MATERIAL TO PROCESS Start Marker
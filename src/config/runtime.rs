//! Runtime settings read from environment variables.
//!
//! devkick has no config file. Everything that varies between runs comes
//! from the environment:
//!
//! - `NO_COLOR` disables styled output
//! - `CI`, `GITHUB_ACTIONS`, `GITLAB_CI`, `CIRCLECI`, `TRAVIS`, `JENKINS_URL`
//!   force non-interactive mode
//! - `DEVKICK_PROMPT_<KEY>` answers the prompt `<key>` in non-interactive mode

use std::collections::HashMap;

/// Prefix of variables that answer prompts in non-interactive mode.
pub const PROMPT_ENV_PREFIX: &str = "DEVKICK_PROMPT_";

const CI_VARS: &[&str] = &[
    "CI",
    "GITHUB_ACTIONS",
    "GITLAB_CI",
    "CIRCLECI",
    "TRAVIS",
    "JENKINS_URL",
];

/// Settings resolved once at startup.
#[derive(Debug, Clone, Default)]
pub struct RuntimeSettings {
    /// Running under a CI system.
    pub ci: bool,

    /// `NO_COLOR` is set.
    pub no_color: bool,

    /// Prompt answers keyed by upper-cased prompt key.
    pub prompt_overrides: HashMap<String, String>,
}

impl RuntimeSettings {
    /// Read settings from the process environment.
    pub fn from_env() -> Self {
        Self::from_vars(std::env::vars())
    }

    /// Build settings from an explicit set of variables.
    pub fn from_vars<I>(vars: I) -> Self
    where
        I: IntoIterator<Item = (String, String)>,
    {
        let mut settings = Self::default();

        for (key, value) in vars {
            if CI_VARS.contains(&key.as_str()) {
                settings.ci = true;
            } else if key == "NO_COLOR" {
                settings.no_color = true;
            } else if let Some(prompt_key) = key.strip_prefix(PROMPT_ENV_PREFIX) {
                settings
                    .prompt_overrides
                    .insert(prompt_key.to_uppercase(), value);
            }
        }

        settings
    }

    /// Look up the override for a prompt key.
    pub fn prompt_override(&self, key: &str) -> Option<&str> {
        self.prompt_overrides
            .get(&key.to_uppercase())
            .map(String::as_str)
    }
}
MATERIAL TO PROCESS End Marker
## PROBLEM TO SOLVE
Return the lines containing "HashMap", taking each one from the listing.

## YOUR SOLUTION
use std::collections::HashMap;
    pub prompt_overrides: HashMap<String, String>,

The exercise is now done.